Veterans are grappling with the fallout from the chaotic withdrawal of U.S. troops from Afghanistan that ended the nation’s longest running war but also left the Taliban in control.
Afghanistan war veterans who spoke to The Hill said they have spent the past few weeks questioning their military service, while some said they have also tried to help get Afghan allies out of the country. Groups that work with veterans say processing the withdrawal has been difficult for many who fought there over the past two decades.
David Maulsby, executive director of PTSD of America Foundation, said his organization has received more calls to its crisis hotline from Afghanistan veterans who are “really, really angry with what they have seen on television the last couple of weeks.”
“What they’re angry about is that so many of the men, women, children that they met while they were there, many of them who served them while they were there in Afghanistan, were just left behind and the process of trying to get those SIVs out there was an unmitigated disaster,” Maulsby said, referring to special immigrant visa holders, many of whom worked for the U.S. government at some point during the 20-year war.
“They are absolutely furious, not only with the administration but with the hierarchy, the military. They are just absolutely beside themselves,” he added.
Alex Cornell du Houx, who served in the Marines for seven years and then as an officer for nine years in the Navy, told The Hill about the many “sleepless nights” he’s had recently trying to help Afghan allies trapped in the country.
“I would run with athletes that we were working with in Afghanistan and they would run on our base. Then we found out that the Taliban had visited their house, taken away their sneakers, beat one of them up and graffitied their place. That spurred urgency to get them out of Afghanistan as soon as possible,” said du Houx, who served in Afghanistan as recently as 2019.
“For me, many of the sleepless nights extracting people from Afghanistan were more stressful than being in combat with the Marine Corps,” he added.

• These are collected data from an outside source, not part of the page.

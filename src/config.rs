use crate::errors::{NotifierError, Result};
use url::Url;

/// Port the routing layer is expected on when the configured address names
/// only a host.
const DEFAULT_ROUTING_PORT: u16 = 8080;

/// Address the notifier itself listens on.
const LISTEN_ADDRESS: &str = "0.0.0.0:8080";

/// Runtime configuration, built once at startup and handed to the service
/// by constructor injection.
#[derive(Clone, Debug)]
pub struct Config {
    /// Base URL of the routing layer fronting both collaborators
    base_url: Url,
    /// Local listener address
    pub listen_address: String,
}

impl Config {
    /// Builds a config from the routing-layer address, given as `host` or
    /// `host:port`. A bare host implies port 8080.
    pub fn new(routing_host: &str) -> Result<Self> {
        let routing_address = if routing_host.contains(':') {
            routing_host.to_string()
        } else {
            format!("{routing_host}:{DEFAULT_ROUTING_PORT}")
        };

        let base_url = Url::parse(&format!("http://{routing_address}/")).map_err(|e| {
            NotifierError::InvalidConfig(format!("routing address {routing_host:?}: {e}"))
        })?;
        if base_url.host_str().is_none() {
            return Err(NotifierError::InvalidConfig(format!(
                "routing address {routing_host:?} has no host"
            )));
        }

        Ok(Self {
            base_url,
            listen_address: LISTEN_ADDRESS.to_string(),
        })
    }

    /// Mapper endpoint. The path is fixed and the mapper is always asked
    /// for a preview rendition.
    pub fn mapper_url(&self) -> Url {
        let mut url = self.base_url.clone();
        url.set_path("/map");
        url.set_query(Some("preview=true"));
        url
    }

    /// Store-writer endpoint for one content identifier.
    pub fn store_url(&self, uuid: &str) -> Result<Url> {
        let mut url = self.base_url.clone();
        url.path_segments_mut()
            .map_err(|()| {
                NotifierError::InternalError("routing base URL is not hierarchical".to_string())
            })?
            .push(uuid);
        Ok(url)
    }
}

Since the fall of Kabul, the Department of Veterans Affairs crisis hotline and other veterans groups said they have seen an increase in activity as former military members question what their service accomplished, with some families wondering if the death of a loved one was for a purpose.

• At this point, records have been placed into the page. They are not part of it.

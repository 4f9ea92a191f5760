use crate::config::Config;
use crate::correlation::REQUEST_ID_HEADER;
use crate::errors::{NotifierError, Result, UpstreamService};
use crate::notification::ContentNotification;
use crate::upstream::UpstreamClient;
use http_body_util::Full;
use hyper::body::Bytes;
use hyper::header::{CONTENT_TYPE, HOST};
use hyper::{Method, Request, StatusCode};
use url::Url;

/// The two-hop relay pipeline: the original payload goes to the mapper, the
/// mapped body goes to the store writer.
///
/// The sequence stops at the first failed hop. Nothing is retried, and a
/// mapper side effect is not undone if the store write fails afterwards.
pub struct Forwarder<C> {
    config: Config,
    client: C,
}

impl<C: UpstreamClient> Forwarder<C> {
    pub fn new(config: Config, client: C) -> Self {
        Self { config, client }
    }

    #[cfg(test)]
    pub(crate) fn client(&self) -> &C {
        &self.client
    }

    pub async fn forward(
        &self,
        notification: &ContentNotification,
        payload: Bytes,
        correlation_id: &str,
    ) -> Result<()> {
        let mapper_request = build_request(
            Method::POST,
            self.config.mapper_url(),
            UpstreamService::Mapper,
            correlation_id,
            payload,
        )?;
        let mapper_response = self
            .client
            .execute(UpstreamService::Mapper, mapper_request)
            .await?;
        if mapper_response.status() != StatusCode::OK {
            return Err(NotifierError::UnexpectedStatus(
                UpstreamService::Mapper,
                mapper_response.status(),
            ));
        }

        let store_request = build_request(
            Method::PUT,
            self.config.store_url(&notification.uuid)?,
            UpstreamService::StoreWriter,
            correlation_id,
            mapper_response.into_body(),
        )?;
        let store_response = self
            .client
            .execute(UpstreamService::StoreWriter, store_request)
            .await?;
        // The store writer acknowledges with 201, not 200; its contract
        // differs from the mapper's.
        if store_response.status() != StatusCode::CREATED {
            return Err(NotifierError::UnexpectedStatus(
                UpstreamService::StoreWriter,
                store_response.status(),
            ));
        }

        Ok(())
    }
}

/// Builds one outbound request through the routing layer, addressed to a
/// logical service via the virtual `Host` header.
fn build_request(
    method: Method,
    url: Url,
    service: UpstreamService,
    correlation_id: &str,
    body: Bytes,
) -> Result<Request<Full<Bytes>>> {
    Request::builder()
        .method(method)
        .uri(url.as_str())
        .header(HOST, service.virtual_host())
        .header(REQUEST_ID_HEADER, correlation_id)
        .header(CONTENT_TYPE, "application/json")
        .body(Full::new(body))
        .map_err(|e| {
            NotifierError::InternalError(format!("failed to build {service} request: {e}"))
        })
}
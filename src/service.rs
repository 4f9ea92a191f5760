use crate::correlation;
use crate::errors::{NotifierError, Result};
use crate::forwarder::Forwarder;
use crate::metrics_defs;
use crate::notification::ContentNotification;
use crate::upstream::UpstreamClient;
use http_body_util::{BodyExt, Full};
use hyper::body::{Bytes, Incoming};
use hyper::service::Service;
use hyper::{Method, Request, Response, StatusCode};
use std::future::Future;
use std::pin::Pin;
use std::sync::Arc;
use std::time::Instant;

/// HTTP front of the notifier.
///
/// Routes `/notify` and `/__health`, and translates pipeline errors into
/// caller-facing responses. Holds no per-request state; the forwarder and
/// its client are shared across all connections.
pub struct NotifierService<C> {
    forwarder: Arc<Forwarder<C>>,
}

impl<C> NotifierService<C> {
    pub fn new(forwarder: Forwarder<C>) -> Self {
        Self {
            forwarder: Arc::new(forwarder),
        }
    }
}

impl<C: UpstreamClient + 'static> Service<Request<Incoming>> for NotifierService<C> {
    type Response = Response<Full<Bytes>>;
    type Error = NotifierError;
    type Future =
        Pin<Box<dyn Future<Output = Result<Self::Response, Self::Error>> + Send + 'static>>;

    fn call(&self, req: Request<Incoming>) -> Self::Future {
        let forwarder = self.forwarder.clone();
        Box::pin(async move { Ok(route(forwarder, req).await) })
    }
}

async fn route<C, B>(forwarder: Arc<Forwarder<C>>, req: Request<B>) -> Response<Full<Bytes>>
where
    C: UpstreamClient,
    B: hyper::body::Body,
    B::Error: std::error::Error,
{
    match (req.method(), req.uri().path()) {
        (&Method::POST, "/notify") => {
            let started = Instant::now();
            let correlation_id = correlation::from_headers(req.headers());

            let response = match handle_notify(forwarder, req, &correlation_id).await {
                Ok(response) => response,
                Err(e) => {
                    tracing::error!(
                        correlation_id = %correlation_id,
                        error = %e,
                        "failed to relay notification"
                    );
                    plain_response(e.status_code(), &e.to_string())
                }
            };

            metrics::counter!(
                metrics_defs::NOTIFY_REQUESTS.name,
                "status" => response.status().as_u16().to_string()
            )
            .increment(1);
            metrics::histogram!(metrics_defs::NOTIFY_DURATION.name)
                .record(started.elapsed().as_secs_f64());

            response
        }
        (&Method::GET, "/__health") => Response::new(Full::new(Bytes::from("ok\n"))),
        _ => {
            tracing::debug!(
                method = %req.method(),
                path = %req.uri().path(),
                "no route matched"
            );
            plain_response(StatusCode::NOT_FOUND, "no route matched")
        }
    }
}

/// Reads and parses the notification, then runs the two-hop pipeline.
async fn handle_notify<C, B>(
    forwarder: Arc<Forwarder<C>>,
    req: Request<B>,
    correlation_id: &str,
) -> Result<Response<Full<Bytes>>>
where
    C: UpstreamClient,
    B: hyper::body::Body,
    B::Error: std::error::Error,
{
    let payload = req
        .into_body()
        .collect()
        .await
        .map(|collected| collected.to_bytes())
        .map_err(|e| NotifierError::RequestBodyError(e.to_string()))?;

    let notification = ContentNotification::from_payload(&payload)?;

    forwarder
        .forward(&notification, payload, correlation_id)
        .await?;

    tracing::info!(
        correlation_id = %correlation_id,
        uuid = %notification.uuid,
        "content written"
    );
    Ok(plain_response(
        StatusCode::OK,
        &format!("Written content {}", notification.uuid),
    ))
}

fn plain_response(status: StatusCode, message: &str) -> Response<Full<Bytes>> {
    let mut response = Response::new(Full::new(Bytes::from(message.to_string())));
    *response.status_mut() = status;
    response
}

Hugo Lentze, who served in the Army for 30 years as a Blackhawk helicopter pilot and was stationed in Afghanistan, described the recent troop withdrawal as a mental health “hot point.”

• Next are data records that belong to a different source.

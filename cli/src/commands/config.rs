// Copyright (c) 2026 taskdeck contributors
// SPDX-License-Identifier: AGPL-3.0

//! Configuration management commands
//!
//! Commands: show, validate, generate

use anyhow::{Context, Result};
use clap::Subcommand;
use colored::Colorize;
use std::path::PathBuf;

use taskdeck_core::domain::client_config::{ClientConfig, CONFIG_PATH_ENV};

use super::ClientOverrides;

const MINIMAL_TEMPLATE: &str = include_str!("../../templates/config-minimal.yaml");

#[derive(Subcommand)]
pub enum ConfigCommand {
    /// Show current configuration
    Show {
        /// Show config file paths checked
        #[arg(long)]
        paths: bool,
    },

    /// Validate configuration file
    Validate {
        /// Path to config file (default: discover)
        #[arg(value_name = "FILE")]
        file: Option<PathBuf>,
    },

    /// Generate sample configuration
    Generate {
        /// Output path
        #[arg(short, long, default_value = "./taskdeck.yaml")]
        output: PathBuf,

        /// Overwrite an existing file
        #[arg(long)]
        force: bool,
    },
}

pub async fn handle_command(command: ConfigCommand, overrides: ClientOverrides) -> Result<()> {
    match command {
        ConfigCommand::Show { paths } => show(&overrides, paths),
        ConfigCommand::Validate { file } => {
            let path = file.or(overrides.config_path);
            validate(path)
        }
        ConfigCommand::Generate { output, force } => generate(output, force),
    }
}

fn show(overrides: &ClientOverrides, show_paths: bool) -> Result<()> {
    let mut config = ClientConfig::load_or_default(overrides.config_path.clone())
        .context("Failed to load configuration")?;
    overrides.apply(&mut config);

    if show_paths {
        println!("{}", "Configuration discovery paths:".bold());
        match &overrides.config_path {
            Some(path) => println!("  --config flag: {}", path.display()),
            None => println!("  --config flag: {}", "(not set)".dimmed()),
        }
        println!(
            "  {}: {}",
            CONFIG_PATH_ENV,
            std::env::var(CONFIG_PATH_ENV)
                .unwrap_or_else(|_| "(not set)".to_string())
                .dimmed()
        );
        let discovered = ClientConfig::discover_config();
        for path in ClientConfig::search_paths() {
            let marker = if discovered.as_ref() == Some(&path) {
                " (in use)".green().to_string()
            } else {
                String::new()
            };
            println!("  {}{}", path.display(), marker);
        }
        println!();
    }

    println!("{}", "Current configuration:".bold());
    println!();
    print!("{}", render_config(&config)?);

    Ok(())
}

/// YAML view of `config` with the token masked.
fn render_config(config: &ClientConfig) -> Result<String> {
    let mut masked = config.clone();
    if masked.token.is_some() {
        masked.token = Some("********".to_string());
    }
    masked
        .to_yaml_string()
        .context("Failed to serialize configuration")
}

fn validate(config_path: Option<PathBuf>) -> Result<()> {
    println!("Validating configuration...");

    let config = ClientConfig::load_or_default(config_path)
        .context("Failed to load configuration")?;

    config
        .validate()
        .context("Configuration validation failed")?;

    println!("{}", "✓ Configuration is valid".green());

    Ok(())
}

fn generate(output: PathBuf, force: bool) -> Result<()> {
    if output.exists() && !force {
        anyhow::bail!(
            "{} already exists (use --force to overwrite)",
            output.display()
        );
    }

    std::fs::write(&output, MINIMAL_TEMPLATE)
        .with_context(|| format!("Failed to write config to {:?}", output))?;

    println!(
        "{}",
        format!("✓ Configuration generated: {}", output.display()).green()
    );

    Ok(())
}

“It’s people asking themselves, was my service worth it? Was it worth it for my loved one to be killed in Afghanistan? Is it worth it? Is my service worth it now, even outside Afghanistan? Those are big questions. I think that would challenge anybody’s mental well-being and health,” said Lentze, who is now chief strategic officer for Travis Manion Foundation, named after a Marine who died in 2007 while serving in Iraq.
More than 775,000 U.S. troops served in Afghanistan. Around 20,000 were wounded and 2,400 were killed.
Nic Heimsoth, an Afghanistan war veteran who served in the Navy, detailed the difficulty in processing the events of the past few weeks and what Afghanistan is like now.
“You work so hard to establish something, and then the thought of the barracks that I slept in and the place that I helped secure being turned over to the people I was fighting? Yeah, it’s hard to think about,” Heimsoth said.
Veterans’ groups say their message to former service members is that their efforts in Afghanistan were not in vain.
“I think that one of the things that we always want to make sure that our veterans understand is that their service and their sacrifice is very much appreciated. We honor and respect that and make sure they have every opportunity to reach out for assistance if they need it,” said Ryan Kules, director of the Wounded Warrior Project’s Project Odyssey program.
Matthew Miller, executive director of the Department of Veterans Affairs suicide prevention divison, said it is difficult to generalize veterans’ feelings as there are more than 19 million who have diverse opinions on current events and have had different experiences in the service.
But he noted that the high profile withdrawal in August has not only impacted Afghanistan veterans, but Vietnam veterans as well, with many calling to “talk through some of what they’re working through with regard to the situation, and how it brings them back through some aspects that maybe they haven’t thought about in a while and are working through now and in new ways.”
President Biden has staunchly defended the withdrawal from Afghanistan amid widespread criticism, saying there was no way for the operation to occur smoothly.
Thomas Porter, executive vice president of government affairs for Iraq and Afghanistan Veterans of America, said the group has been in talks with White House officials and Secretary of Veterans Affairs Denis McDonough to discuss the 13 service members who were killed and the allies who are still in the country.
Although Porter said the group had “one good meeting” with officials, the discussion “counts when we bring all of our American citizens home and, also, really counts when we bring all of our Afghan allies over. We left so many of them behind.”
The mission to get Afghan allies to safety is “hugely important” to the veterans’ community as Afghan allies kept service members safe for 20 years, with some killed in the process, and now have “targets on their backs from the Taliban” because of it, Porter added.